(Dataset excerpts)

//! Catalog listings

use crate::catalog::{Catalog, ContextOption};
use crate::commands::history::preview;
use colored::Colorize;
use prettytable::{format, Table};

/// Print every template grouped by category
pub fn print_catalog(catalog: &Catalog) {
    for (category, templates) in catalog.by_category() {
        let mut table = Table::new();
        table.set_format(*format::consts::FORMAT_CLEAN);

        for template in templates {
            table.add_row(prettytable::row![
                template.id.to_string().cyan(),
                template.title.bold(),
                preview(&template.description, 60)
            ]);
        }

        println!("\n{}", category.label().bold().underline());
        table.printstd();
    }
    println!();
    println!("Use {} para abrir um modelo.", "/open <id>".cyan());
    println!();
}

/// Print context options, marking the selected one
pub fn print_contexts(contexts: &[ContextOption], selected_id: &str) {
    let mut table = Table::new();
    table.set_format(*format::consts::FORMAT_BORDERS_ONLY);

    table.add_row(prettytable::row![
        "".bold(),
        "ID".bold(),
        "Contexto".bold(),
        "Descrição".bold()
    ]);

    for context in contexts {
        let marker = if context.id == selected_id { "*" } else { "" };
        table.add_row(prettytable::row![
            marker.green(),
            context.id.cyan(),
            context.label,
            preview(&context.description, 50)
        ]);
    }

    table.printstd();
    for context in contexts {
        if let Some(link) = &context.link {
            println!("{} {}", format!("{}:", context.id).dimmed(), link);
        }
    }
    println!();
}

(End Dataset excerpts)

Which lines hold the string "label"? Copy all of them from the data above.

**Result:**
        println!("\n{}", category.label().bold().underline());
            context.label,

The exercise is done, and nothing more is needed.